Operating system organizaton

Required reading: Exokernel paper.

Intro: virtualizing

One way to think about an operating system interface is that it extends the hardware instructions with a set of "instructions" that are implemented in software. These instructions are invoked using a system call instruction (int on the x86). In this view, a task of the operating system is to provide each application with a virtual version of the interface; that is, it provides each application with a virtual computer.

One of the challenges in an operating system is multiplexing the physical resources between the potentially many virtual computers. What makes the multiplexing typically complicated is an additional constraint: isolate the virtual computers well from each other. That is,

stores shouldn't be able to overwrite other apps's data
jmp shouldn't be able to enter another application
one virtual computer cannot hog the processor

In this lecture, we will explore at a high-level how to build virtual computer that meet these goals. In the rest of the term we work out the details.

Virtual processors

To give each application its own set of virtual processor, we need to virtualize the physical processors. One way to do is to multiplex the physical processor over time: the operating system runs one application for a while, then runs another application for while, etc. We can implement this solution as follows: when an application has run for its share of the processor, unload the state of the phyical processor, save that state to be able to resume the application later, load in the state for the next application, and resume it.

What needs to be saved and restored? That depends on the processor, but for the x86:

IP
SP
The other processor registers (eax, etc.)

To enforce that a virtual processor doesn't keep a processor, the operating system can arrange for a periodic interrupt, and switch the processor in the interrupt routine.

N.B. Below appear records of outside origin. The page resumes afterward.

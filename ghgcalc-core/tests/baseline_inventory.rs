//! Baseline decomposition of the built-in 2015 inventory.

use approx::assert_relative_eq;
use ghgcalc_core::categories::{EndUse, ResidentialFuel, Settlement};
use ghgcalc_core::{Baselines, GhgError, Inventory};

fn baselines() -> Baselines {
    Baselines::derive(&Inventory::default()).unwrap()
}

mod residential {
    use super::*;

    #[test]
    fn test_fuel_shares_close() {
        let baselines = baselines();
        for settlement in Settlement::ALL {
            let b = baselines.residential.get(settlement);
            let total: f64 = ResidentialFuel::ALL
                .iter()
                .map(|f| *b.fuel_percent.get(*f))
                .sum();
            assert_relative_eq!(total, 100.0, epsilon = 1e-9);
        }
    }

    #[test]
    fn test_rural_homes_are_most_electric() {
        let baselines = baselines();
        let urban = baselines.residential.get(Settlement::Urban).electric_percent();
        let rural = baselines.residential.get(Settlement::Rural).electric_percent();
        assert!(rural > urban);
    }

    #[test]
    fn test_minimum_is_electric_other_share() {
        let baselines = baselines();
        for settlement in Settlement::ALL {
            let b = baselines.residential.get(settlement);
            assert_relative_eq!(
                b.min_electrification,
                b.cell_percent(ResidentialFuel::Electricity, EndUse::Other),
                max_relative = 1e-12
            );
            assert!(b.min_electrification < b.electric_percent());
        }
    }
}

mod fuel_mix {
    use super::*;

    #[test]
    fn test_fossil_shares_close() {
        let baselines = baselines();
        for baseline in [
            &baselines.commercial_industrial,
            &baselines.marine_port,
            &baselines.off_road,
        ] {
            let total: f64 = baseline.fossil.iter().map(|s| s.percent).sum();
            assert_relative_eq!(total, 100.0, epsilon = 1e-9);
            assert!(baseline.electric_percent > 0.0 && baseline.electric_percent < 100.0);
        }
    }
}

mod validation {
    use super::*;

    #[test]
    fn test_zero_population_is_rejected() {
        let mut inventory = Inventory::default();
        inventory.population.total = 0.0;
        assert!(matches!(
            Baselines::derive(&inventory),
            Err(GhgError::ZeroBaseline { .. })
        ));
    }

    #[test]
    fn test_settlement_without_fossil_fuel_is_rejected() {
        let mut inventory = Inventory::default();
        let urban = &mut inventory.residential.per_capita.urban;
        urban.natural_gas_ccf = 0.0;
        urban.fuel_oil_gal = 0.0;
        urban.lpg_gal = 0.0;
        assert!(matches!(
            Baselines::derive(&inventory),
            Err(GhgError::ZeroBaseline { .. })
        ));
    }

    #[test]
    fn test_fleet_economy_must_be_positive() {
        let mut inventory = Inventory::default();
        inventory.highway.fleet_mpg = 0.0;
        assert!(matches!(
            Baselines::derive(&inventory),
            Err(GhgError::InvalidInventory { .. })
        ));
    }
}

To separate the memories of the applications, we may also need to save and restore the registers that define the (virtual) memory of the application (e.g., segment and MMU registers on the x86), which is explained next.

Separating memories

Approach to separating memories:

Force programs to be written in high-level, type-safe language
Enforce separation using hardware support

The approaches can be combined.

Lets assume unlimited physical memory for a little while. We can enforce separation then as follows:

Put device (memory management unit) between processor and memory, which checks each memory access against a set of domain registers. (The domain registers are like segment registers on the x86, except there is no computation to compute an address.)
The domain register specifies a range of addresses that the processor is allow to access.
When switching applications, switch domain registers.

Why does this work? load/stores/jmps cannot touch/enter other application's domains.

To allow for controled sharing and separation with an application, extend domain registers with protectioin bits: read (R), write (W), execute-only (X).

How to protect the domain registers? Extend the protection bits with a kernel-only one. When in kernel-mode, processor can change domain registers. As we will see in lecture 4, x86 stores the U/K information in CPL (current privilege level) in CS segment register.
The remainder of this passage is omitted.